The problem with this opinion is that it fundamentally misunderstands how American politics work.  If we go back to the hot-dog stands, what happens in the long run if the best idea to increase business is to stay close to the center?  The answer is that we are eventually left with two stands directly next to each other—a smart reaction in the short term turns into a long-term equilibrium where very few people are happy with the inefficient placement of the stands.  Next, who’s to say that the location of the people has to be fixed? The first question ties in deeply to Clinton’s 2016 campaign; an obsession with being near the center leaves voters near the edges unhappy, and they end up staying home or voting for Jill Stein.  The answer to the second explains the importance of figures like Bernie Sanders and AOC; bold ideas, attractive messaging, and genuine desire for change has the Democratic Party promised for success in 2020 and beyond.

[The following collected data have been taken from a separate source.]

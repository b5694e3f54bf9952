use glam::Vec3;
use hexisle_config::Config;
use hexisle_materials::{linear_from_hex, srgb_to_linear};
use hexisle_mesh::CloudParams;
use hexisle_terrain::{BandThresholds, DecorationParams, HexGrid, TerrainParams, TileRange};

use crate::graph::PointLight;
use crate::set_pieces::SetPieceParams;

/// Everything a generation pass needs besides randomness.
#[derive(Debug, Clone, PartialEq)]
pub struct SceneParams {
    pub terrain: TerrainParams,
    pub decoration: DecorationParams,
    pub clouds: CloudParams,
    pub set_pieces: SetPieceParams,
    pub light: PointLight,
    /// Linear RGB.
    pub background: Vec3,
}

impl Default for SceneParams {
    fn default() -> Self {
        Self::from_config(&Config::default())
    }
}

impl SceneParams {
    pub fn from_config(config: &Config) -> Self {
        let t = &config.terrain;
        let d = &config.decoration;
        let c = &config.clouds;
        let s = &config.set_pieces;
        let r = &config.render;

        // The warm light tint is linearised twice; a single conversion washes the island out.
        let once = linear_from_hex(r.light_color);
        let light_color = Vec3::new(
            srgb_to_linear(once.x),
            srgb_to_linear(once.y),
            srgb_to_linear(once.z),
        );

        Self {
            terrain: TerrainParams {
                seed: t.seed,
                max_height: t.max_height,
                noise_frequency: t.noise_frequency,
                grid: HexGrid::new(t.horizontal_spacing, t.vertical_spacing),
                cull_radius: t.cull_radius,
                range: TileRange::new(t.iteration_min, t.iteration_max),
                bands: BandThresholds {
                    stone: t.stone_threshold,
                    dirt: t.dirt_threshold,
                    grass: t.grass_threshold,
                    sand: t.sand_threshold,
                },
            },
            decoration: DecorationParams {
                probability: d.probability,
                rock_radius: (d.rock_radius_min, d.rock_radius_max),
                rock_jitter: d.rock_jitter,
                rock_segments: d.rock_segments,
                tree_height: (d.tree_height_min, d.tree_height_max),
                tree_radii: d.tree_radii,
                tree_offsets: d.tree_offsets,
                tree_lift: d.tree_lift,
                tree_segments: d.tree_segments,
            },
            clouds: CloudParams {
                count_min: c.min_count,
                count_span: c.count_span,
                count_exponent: c.count_exponent,
                puff_radii: c.puff_radii,
                puff_offsets: c.puff_offsets,
                puff_jitter: c.puff_jitter,
                extent: c.extent,
                height: (c.height_min, c.height_max),
                segments: c.segments,
            },
            set_pieces: SetPieceParams {
                water_radius: s.water_radius,
                water_height: s.water_height,
                basin_wall_radius: s.basin_wall_radius,
                basin_wall_height: s.basin_wall_height,
                basin_floor_radius: s.basin_floor_radius,
                basin_floor_height: s.basin_floor_height,
                radial_segments: s.radial_segments,
            },
            light: PointLight {
                position: Vec3::from_array(r.light_position),
                color: light_color,
                intensity: r.light_intensity,
                range: r.light_range,
            },
            background: linear_from_hex(r.background),
        }
    }
}

#[cfg(test)]
mod tests {
    use super::*;

    #[test]
    fn test_default_config_matches_library_defaults() {
        let params = SceneParams::default();
        assert_eq!(params.terrain, TerrainParams::default());
        assert_eq!(params.decoration, DecorationParams::default());
        assert_eq!(params.clouds, CloudParams::default());
        assert_eq!(params.set_pieces, SetPieceParams::default());
    }

    #[test]
    fn test_overrides_flow_through() {
        let mut config = Config::default();
        config.terrain.seed = 77;
        config.terrain.iteration_min = -5;
        config.terrain.iteration_max = 5;
        config.decoration.probability = 0.0;
        let params = SceneParams::from_config(&config);
        assert_eq!(params.terrain.seed, 77);
        assert_eq!(params.terrain.range, TileRange::new(-5, 5));
        assert_eq!(params.decoration.probability, 0.0);
    }

    #[test]
    fn test_light_is_warm_and_darker_than_single_conversion() {
        let params = SceneParams::default();
        let single = linear_from_hex(0xFFCB8E);
        assert!((params.light.color.x - 1.0).abs() < 1e-4);
        assert!(params.light.color.y < single.y);
        assert!(params.light.color.z < params.light.color.y);
        assert_eq!(params.light.position, Vec3::new(10.0, 20.0, 10.0));
    }
}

The best articulation of this is the Overton Window, a theory whose named was coined in the late 20th century by Joesph P. Overton, which explains just how vital the “New Left” wing of the Democratic Party is.  The theory goes that the mainstream discourse exists in a certain window, with its center being the “moderate” take, and its edges the farthest one can go without appearing extreme (and being dismissed).  Just 3 years ago, college tuition and Medicare for All fell outside this window and would have been disqualifying in a presidential candidate. The interesting thing about the Overton Window is that it is not a fixed box in space, immovable and restrictive; it is a fluid area that can be expanded, contracted, and pulled in either direction.

Bernie Sanders, through his grassroots campaign and social-media-friendly advertising, moved the Overton Window, putting M4A and other “socialist” policies on America’s radar.  In New York, AOC proved that such ideas were not simply possibilities, they were winning policy goals, as she upset a 10-year incumbent en route to becoming the youngest female ever elected to Congress.  As she leads the progressive charge, Republicans are taking notice, as many on the campaign trail made sure to tell voters they would protect their public health care. The point is not to say that the next president will pass Medicare for All or that a stronger Republican Party will not find answers to a growing swell of progressive support, but the lesson is this: too long have Democrats wholly misunderstood the game they are playing, as bold ideas populate the left, they do not weaken Democrats, they pull voters with them, making a stronger party for years to come.